Requirement for N-ethylmaleimide-sensitive factor activity at different stages of bacterial invasion and phagocytosis

Bacterial invasion, like the process of phagocytosis, involves extensive and localized protrusion of the host cell plasma membrane. To examine the molecular mechanisms of the membrane remodeling that accompanies bacterial invasion, soluble NSF attachment protein receptor (SNARE)-mediated membrane traffic was studied in cultured cells during infection by Salmonella typhimurium. A green fluorescent protein-tagged chimera of VAMP3, a SNARE characteristic of recycling endosomes, was found to accumulate at sites of Salmonella invasion.

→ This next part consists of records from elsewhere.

#![allow(dead_code)]

use edupredict::domain::ml::FEATURE_NAMES;
use serde_json::{Value, json};
use std::path::{Path, PathBuf};

/// Coefficients giving 13.7 for the reference request:
/// 2020 * 0.01 + 3.0 * 0.5 - 8.0
pub fn reference_coefficients() -> Vec<f64> {
    vec![0.0, 0.0, 0.0, 0.0, 0.0, 0.0, 0.01, 0.0, 0.5, 0.0]
}

pub const REFERENCE_INTERCEPT: f64 = -8.0;

/// Write the reference linear-model JSON artifact into `dir` and return its path
pub fn write_linear_artifact(dir: &Path) -> PathBuf {
    write_artifact_with(dir, &reference_coefficients(), REFERENCE_INTERCEPT)
}

pub fn write_artifact_with(dir: &Path, coefficients: &[f64], intercept: f64) -> PathBuf {
    let path = dir.join("education_prediction_model.json");
    let artifact = json!({
        "feature_names": FEATURE_NAMES,
        "coefficients": coefficients,
        "intercept": intercept,
        "version": "test-1"
    });
    std::fs::write(&path, artifact.to_string()).expect("write artifact");
    path
}

/// Scenario from the service contract: totals land exactly on the High thresholds
pub fn reference_request() -> Value {
    json!({
        "primary_expenditure_usd": 600,
        "secondary_expenditure_usd": 300,
        "tertiary_expenditure_usd": 100,
        "primary_expenditure_gdp": 1.5,
        "secondary_expenditure_gdp": 1.0,
        "tertiary_expenditure_gdp": 0.5,
        "year": 2020
    })
}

To analyze the possible role of SNARE-mediated membrane traffic in bacterial infection, invasion was measured in cells expressing a dominant-negative form of N-ethylmaleimide-sensitive factor (NSF), an essential regulator of membrane fusion. Inhibition of NSF activity did not affect cellular invasion by S. typhimurium nor the associated membrane remodeling. By contrast, Fc gamma receptor-mediated phagocytosis was greatly reduced in the presence of the mutant NSF. Most important, dominant-negative NSF significantly impaired the fusion of Salmonella-containing vacuoles with endomembranes. These observations indicate that the membrane protrusions elicited by Salmonella invasion, unlike those involved in phagocytosis, occur via an NSF-independent mechanism, whereas maturation of Salmonella-containing vacuoles is NSF-dependent.